Mercy Vugutsa was nine years old when she joined Mathare Youth Sports Association (MYSA)-run soccer programme for girls in 2002."I wanted to save my mother from struggling to provide us with food, clothing, school fees and other necessities from the scholarship money I anticipated earning from soccer whenever we won a tournament. I also wanted to avoid getting into bad company and getting pregnant as I had seen other girls in the slum do," says 13-year-old Vugutsa whose team, True Colours, won the Under 16 prize in the fourth MYSA International Girls Tournament that was played in Nairobi April 6-9, 2007. Each girl in her team earned a Sh10000 (about US$134) prize with which to pay school fees. Vugutsa plans to continue playing football and even become a coach to train more women in the game that is making a difference for many in one of the largest slums in Nairobi.

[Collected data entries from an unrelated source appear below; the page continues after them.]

//! Streaming directive processor.
//!
//! One pass walks the tag stream of a root block's rendered HTML, evaluates
//! the directives on every eligible start tag and writes the tag back with
//! the resulting attribute changes. Everything else is copied verbatim,
//! except block boundary markers, which are consumed.

use wpi_store::{Callable, Map, StoreSnapshot, Value};

use crate::boundary::{Boundary, BoundaryKey, Eligibility};
use crate::context::ContextStack;
use crate::directive::{Directive, DirectiveKind, collect_directives};
use crate::html::{Scanner, Tag, Token};
use crate::reference::{Evaluator, StateResolution};

/// The block whose rendered output a pass runs over.
pub trait BlockInfo {
    /// Block type name, e.g. `core/group`.
    fn name(&self) -> &str;

    /// Whether the block type declared interactivity support.
    fn supports_interactivity(&self) -> bool;
}

/// Configuration for the directive processor.
#[derive(Clone, Debug, Default)]
pub struct ProcessorConfig {
    /// How `state.*` references are resolved.
    ///
    /// Default: [`StateResolution::Global`]
    pub state_resolution: StateResolution,
    /// Key of the boundary markers to honour. Without one, every comment is
    /// copied through unchanged.
    pub boundary_key: Option<BoundaryKey>,
}

impl ProcessorConfig {
    /// Create a new configuration with default values.
    #[must_use]
    pub fn new() -> Self {
        Self::default()
    }

    /// Set the state resolution mode.
    #[must_use]
    pub fn with_state_resolution(mut self, resolution: StateResolution) -> Self {
        self.state_resolution = resolution;
        self
    }

    /// Honour boundary markers written with `key`.
    #[must_use]
    pub fn with_boundary_key(mut self, key: BoundaryKey) -> Self {
        self.boundary_key = Some(key);
        self
    }
}

/// Rewrites directive-bearing tags in rendered block HTML.
///
/// # Example
///
/// ```
/// use wpi_directives::{BlockInfo, DirectiveProcessor};
/// use wpi_store::StoreSnapshot;
///
/// struct Root;
///
/// impl BlockInfo for Root {
///     fn name(&self) -> &str { "test/root" }
///     fn supports_interactivity(&self) -> bool { true }
/// }
///
/// let mut processor = DirectiveProcessor::new(StoreSnapshot::default());
/// let html = processor.process(
///     r#"<div data-wp-context='{"open": true}'><p data-wp-class--open="context.open"></p></div>"#,
///     &Root,
/// );
/// assert!(html.contains(r#"<p data-wp-class--open="context.open" class="open">"#));
/// ```
#[derive(Debug)]
pub struct DirectiveProcessor {
    evaluator: Evaluator,
    boundary_key: Option<BoundaryKey>,
    warnings: Vec<String>,
}

impl DirectiveProcessor {
    /// Create a processor over a store snapshot with default configuration.
    #[must_use]
    pub fn new(store: StoreSnapshot) -> Self {
        Self::with_config(store, ProcessorConfig::default())
    }

    /// Create a processor with custom configuration.
    #[must_use]
    pub fn with_config(store: StoreSnapshot, config: ProcessorConfig) -> Self {
        Self {
            evaluator: Evaluator::new(store).with_resolution(config.state_resolution),
            boundary_key: config.boundary_key,
            warnings: Vec::new(),
        }
    }

    /// Run one pass over `html`, the full rendered output of `root`.
    ///
    /// Tags outside interactive block segments are copied unchanged, their
    /// directives never evaluated. Never fails: malformed payloads and
    /// unbalanced tags are recorded in [`warnings`](Self::warnings).
    #[must_use]
    pub fn process(&mut self, html: &str, root: &dyn BlockInfo) -> String {
        let mut pass = Pass::new(
            &self.evaluator,
            Eligibility::from_support(root.supports_interactivity()),
        );
        let mut output = String::with_capacity(html.len());

        for token in Scanner::new(html) {
            match token {
                Token::StartTag { raw, mut tag } => {
                    pass.start_tag(&mut tag);
                    if tag.is_modified() {
                        tag.write_to(&mut output);
                    } else {
                        output.push_str(raw);
                    }
                }
                Token::EndTag { raw, name } => {
                    pass.end_tag(&name);
                    output.push_str(raw);
                }
                Token::Comment { raw, body } => match self
                    .boundary_key
                    .as_ref()
                    .and_then(|key| key.parse(body))
                {
                    Some(boundary) => pass.boundary(boundary),
                    None => output.push_str(raw),
                },
                Token::Text(raw) | Token::Declaration(raw) => output.push_str(raw),
            }
        }

        tracing::debug!(
            block = root.name(),
            rewritten = pass.rewritten,
            warnings = pass.warnings.len(),
            "Processed directives"
        );
        self.warnings.append(&mut pass.warnings);
        output
    }

    /// Warnings from all passes run by this processor.
    #[must_use]
    pub fn warnings(&self) -> &[String] {
        &self.warnings
    }
}

/// An element whose closing tag has not been seen yet.
#[derive(Debug)]
struct OpenElement {
    name: String,
    pushed_contexts: usize,
    pushed_namespace: bool,
}

/// State of one pass.
struct Pass<'e> {
    evaluator: &'e Evaluator,
    contexts: ContextStack,
    namespaces: Vec<String>,
    elements: Vec<OpenElement>,
    /// Eligibility of the enclosing block segments; never empty.
    segments: Vec<Eligibility>,
    rewritten: usize,
    warnings: Vec<String>,
}

impl<'e> Pass<'e> {
    fn new(evaluator: &'e Evaluator, root: Eligibility) -> Self {
        Self {
            evaluator,
            contexts: ContextStack::new(),
            namespaces: Vec::new(),
            elements: Vec::new(),
            segments: vec![root],
            rewritten: 0,
            warnings: Vec::new(),
        }
    }

    fn eligibility(&self) -> Eligibility {
        self.segments
            .last()
            .copied()
            .unwrap_or(Eligibility::Static)
    }

    fn boundary(&mut self, boundary: Boundary) {
        match boundary {
            Boundary::Open(inner) => {
                let nested = self.eligibility().nest(inner);
                self.segments.push(nested);
            }
            Boundary::Close if self.segments.len() > 1 => {
                self.segments.pop();
            }
            Boundary::Close => self.warn("Unbalanced block boundary marker".to_owned()),
        }
    }

    fn start_tag(&mut self, tag: &mut Tag) {
        let mut element = OpenElement {
            name: tag.name().to_owned(),
            pushed_contexts: 0,
            pushed_namespace: false,
        };

        if self.eligibility().is_interactive() {
            let directives = collect_directives(tag);
            let has_context = directives
                .iter()
                .any(|d| d.kind == DirectiveKind::Context);
            for directive in &directives {
                self.apply(directive, tag, &mut element, has_context);
            }
            if tag.is_modified() {
                self.rewritten += 1;
            }
        }

        if tag.closes_immediately() {
            self.unwind(element);
        } else {
            self.elements.push(element);
        }
    }

    /// Close the innermost open element named `name` and everything opened
    /// after it.
    fn end_tag(&mut self, name: &str) {
        let Some(index) = self.elements.iter().rposition(|e| e.name == name) else {
            self.warn(format!("Ignoring stray closing tag </{name}>"));
            return;
        };
        while self.elements.len() > index {
            if let Some(element) = self.elements.pop() {
                self.unwind(element);
            }
        }
    }

    fn unwind(&mut self, element: OpenElement) {
        for _ in 0..element.pushed_contexts {
            self.contexts.pop();
        }
        if element.pushed_namespace {
            self.namespaces.pop();
        }
    }

    fn apply(
        &mut self,
        directive: &Directive,
        tag: &mut Tag,
        element: &mut OpenElement,
        has_context: bool,
    ) {
        match (directive.kind, directive.suffix.as_deref()) {
            (DirectiveKind::Interactive, _) => {
                let payload = self.payload(directive);
                if let Some(namespace) = payload.get("namespace").and_then(Value::as_str) {
                    self.namespaces.push(namespace.to_owned());
                    element.pushed_namespace = true;
                }
                if !has_context {
                    self.contexts.push(Map::new());
                    element.pushed_contexts += 1;
                }
            }
            (DirectiveKind::Context, _) => {
                let declared = self.payload(directive);
                self.contexts.push(declared);
                element.pushed_contexts += 1;
            }
            (DirectiveKind::Bind, Some(attribute)) => {
                bind_attribute(tag, attribute, self.evaluate(&directive.value));
            }
            (DirectiveKind::Class, Some(class)) => {
                if self.evaluate(&directive.value).is_truthy() {
                    tag.add_class(class);
                } else {
                    tag.remove_class(class);
                }
            }
            (DirectiveKind::Style, Some(property)) => {
                style_property(tag, property, &self.evaluate(&directive.value));
            }
            // Suffix rules are enforced when directives are parsed.
            (DirectiveKind::Bind | DirectiveKind::Class | DirectiveKind::Style, None) => {}
        }
    }

    fn evaluate(&self, expression: &str) -> Value {
        self.evaluator.evaluate_in(
            expression,
            self.contexts.current(),
            self.namespaces.last().map(String::as_str),
        )
    }

    /// Decode a JSON object payload; anything else counts as empty.
    fn payload(&mut self, directive: &Directive) -> Map {
        let attribute = match directive.kind {
            DirectiveKind::Interactive => "data-wp-interactive",
            _ => "data-wp-context",
        };
        match Value::from_json_str(&directive.value) {
            Ok(Value::Map(map)) => map,
            Ok(other) => {
                self.warn(format!(
                    "{attribute} expects a JSON object, got {}",
                    other.kind()
                ));
                Map::new()
            }
            Err(err) => {
                tracing::warn!(attribute, error = %err, "Malformed directive payload");
                self.warnings
                    .push(format!("Malformed JSON in {attribute}: {err}"));
                Map::new()
            }
        }
    }

    fn warn(&mut self, message: String) {
        tracing::warn!("{message}");
        self.warnings.push(message);
    }
}

/// Apply a `bind` result to `attribute`.
///
/// Null and closures leave the tag alone, `true` sets a boolean attribute,
/// `false` removes it. A named function is written as its name; compound
/// values and method references are written as JSON.
fn bind_attribute(tag: &mut Tag, attribute: &str, value: Value) {
    match value {
        Value::Null | Value::Callable(Callable::Closure(_)) => {}
        Value::Bool(true) => tag.set_boolean_attribute(attribute),
        Value::Bool(false) => {
            tag.remove_attribute(attribute);
        }
        Value::String(s) | Value::Callable(Callable::Named(s)) => tag.set_attribute(attribute, s),
        Value::Number(n) => tag.set_attribute(attribute, n.to_string()),
        compound @ (Value::Array(_) | Value::Map(_) | Value::Callable(Callable::Method { .. })) => {
            tag.set_attribute(attribute, compound.to_json_string());
        }
    }
}

/// Apply a `style` result to `property`.
fn style_property(tag: &mut Tag, property: &str, value: &Value) {
    let text = match value {
        Value::Null | Value::Callable(_) => return,
        _ if !value.is_truthy() => None,
        Value::String(s) => Some(s.clone()),
        Value::Number(n) => Some(n.to_string()),
        Value::Bool(_) | Value::Array(_) | Value::Map(_) => return,
    };

    let current = tag.get_attribute("style").unwrap_or_default();
    let updated = set_style_property(current, property, text.as_deref());
    if updated == current {
        return;
    }
    if updated.is_empty() {
        tag.remove_attribute("style");
    } else {
        tag.set_attribute("style", updated);
    }
}

/// Replace (or with `None`, remove) one property in a style declaration
/// list. The property moves to the end when set.
fn set_style_property(style: &str, property: &str, value: Option<&str>) -> String {
    let mut declarations: Vec<String> = style
        .split(';')
        .map(str::trim)
        .filter(|declaration| !declaration.is_empty())
        .filter(|declaration| {
            declaration
                .split_once(':')
                .is_none_or(|(name, _)| !name.trim().eq_ignore_ascii_case(property))
        })
        .map(|declaration| format!("{declaration};"))
        .collect();
    if let Some(value) = value {
        declarations.push(format!("{property}: {value};"));
    }
    declarations.join(" ")
}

Serah Odeke, a goalkeeper with Mathare United: "Football keeps idleness and vice, premarital sex, venereal diseases and AIDS, premature death, prostitution, early pregnancy, and illegal drugs at bay but also enables me to earn a living."
To succeed in soccer, the girls agree that one must be deaf to taunts from society, respect oneself and be determined to keep in the harness. Then they earn the money with which they pay school fees, buy books and uniform, games kit, mattresses and blankets for themselves and their families. Soccer has also enabled these girls of lowly backgrounds to travel to places like The Netherlands, Norway, Italy, Tanzania and Uganda for tournaments. Women have also been trained to coach, referee, and administer soccer.
Playing football in Kenya's largely conservative society is an uphill task for women; they are considered either 'masculine women' or 'not women enough'. Boys shun such girls till they see what they have earned from the game.
MYSA not only empowers and unites people through soccer but also markets Mathare whenever the slum women win tournaments.